Just two weeks ago, 22-year-old Andrei Doroshin, a Drexel University grad student and entrepreneur, was being touted in the national media for the work Philly Fighting COVID — his for-profit organization — had done to "[create] a system that will allow 1,200 people per day get vaccinated at a rate of 150 vaccinations an hour."

Now, less than one month after partnering with the Philadelphia Department of Public Health to serve as a coronavirus vaccine provider, the group has been dropped by the city, with Doroshin himself admitting Thursday that he'd taken several doses of the COVID-19 vaccine from his pop-up clinic and administered them to friends in his home.

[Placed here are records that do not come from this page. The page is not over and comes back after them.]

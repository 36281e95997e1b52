use anyhow::Result;
use clap::Parser;
use fontpair::cli::{self, Cli, Commands};

fn main() -> Result<()> {
    let cli = Cli::parse();

    // Unified logging: --log-level, then RUST_LOG, then the config's level (applied below)
    fontpair::debug::init_log_bridge(cli.log_level);
    log::info!("Starting fontpair");

    let config = match cli.load_config() {
        Ok(config) => config,
        Err(e) => {
            eprintln!("fontpair: error: {e:#}");
            std::process::exit(1);
        }
    };
    fontpair::debug::apply_config_level(cli.log_level, config.log_level);

    let command = cli.command.clone().unwrap_or(Commands::Ui);
    let storage = Box::new(cli.open_storage());
    let mut stdout = std::io::stdout().lock();

    if let Err(e) = cli::execute(&command, &config, storage, &mut stdout) {
        log::error!("Command {:?} failed: {e:#}", command);
        eprintln!("fontpair: error: {e:#}");
        std::process::exit(1);
    }
    Ok(())
}
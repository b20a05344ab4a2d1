//! Merkle roots committing a block's transaction set.
//!
//! A binary tree over each tx's content hash, duplicating the last node at
//! odd tree levels — the original chain's `TxMerkleRoot`/`TxWitnessRoot`
//! ship a concrete algorithm but their package wasn't present in the
//! retrieval pack, so this follows the same construction Bitcoin uses,
//! which is the standard choice this style of chain typically means.

use crate::hash::Hash;
use crate::tx::Tx;

fn combine(left: &Hash, right: &Hash) -> Hash {
    let mut buf = Vec::with_capacity(64);
    buf.extend_from_slice(left.bytes());
    buf.extend_from_slice(right.bytes());
    Hash::sha3(&buf)
}

fn root_of(mut level: Vec<Hash>) -> Hash {
    if level.is_empty() {
        return Hash::ZERO;
    }
    while level.len() > 1 {
        if level.len() % 2 == 1 {
            level.push(*level.last().unwrap());
        }
        level = level
            .chunks(2)
            .map(|pair| combine(&pair[0], &pair[1]))
            .collect();
    }
    level[0]
}

/// Root committing each transaction's id (`Tx::hash`), in order.
pub fn tx_merkle_root(txs: &[Tx]) -> Hash {
    root_of(txs.iter().map(Tx::hash).collect())
}

/// Root committing each transaction's witness hash (`Tx::witness_hash`), in order.
pub fn tx_witness_root(txs: &[Tx]) -> Hash {
    root_of(txs.iter().map(Tx::witness_hash).collect())
}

"I am not a nurse," Doroshin told Today's Stephanie Gosk, adding however that he has "undergone our internal certifications."

Doroshin's decision to abscond with the extremely in-demand medication was first noticed by Katrina Lapinsky, a nurse working at the Philly Fighting COVID site this past weekend. Lapinsky tweeted that she saw Doroshin with "a Ziplock bag-full of vaccines. Stuffed them in his bag and left with them."

Doroshin had initially pushed back on the allegation that he'd left with a number of vaccine doses, calling it "baseless" before finally admitting that he had, in fact, taken and administered the injections to his friends. "At the end of the day, we had 100 vaccines that were left over," he insisted to Gosk. "These vaccines were going to go expire."

According to Philadelphia's NPR affiliate WHYY, people had previously been turned away from Philly Fighting COVID's vaccination site, after the group accidentally let an overflow of residents sign up for overbooked inoculation slots. "There were literally 85-year-old, 90-year-old people standing there in tears, with printed appointment confirmations, saying, 'I don't understand why I can’t get vaccinated, I’m 85,'" one witness told the station.

The snafu was made all the more embarrassing considering Doroshin's boasts earlier this month that "we took the entire [vaccine distribution] model and just threw it out the window."

Nevertheless, Doroshin seemed defiant in the face of growing criticism over his handling of vaccine distribution. "I stand by that decision," Doroshin told Today. "I understand that I made that mistake. That is my mistake to carry for the rest of my life. But it is not the mistake of the organization."

Incredibly, the city's decision to end its relationship with Philly Fighting COVID was seemingly unrelated to Doroshin's admitted misuse of the vaccine. Instead, Philadelphia officials explained in a press release, the move came after Doroshin's group transitioned from non-profit to for-profit status without notifying the city — a change that would allow the organization to sell its patient data to outside parties.

"For [Philly Fighting COVID] to have made these changes without discussion with the city is extremely troubling," the city wrote in a press release announcing the severed relationship. "As a result of these concerns, along with PFC’s unexpected stoppage of testing operations, the Health Department has decided to stop providing vaccine to PFC."

If anything, the entire episode serves to highlight the difficulties and challenges communities continue to face when it comes to dispersing what is likely the most sought-after medical procedure on the planet these days. Vaccine rollouts in various states have resulted in website crashes, deep and unanswered confusion over registration procedures, and — in Philly's case — the complications inherent in having to transfer vaccine providers while some patients are still in between doses.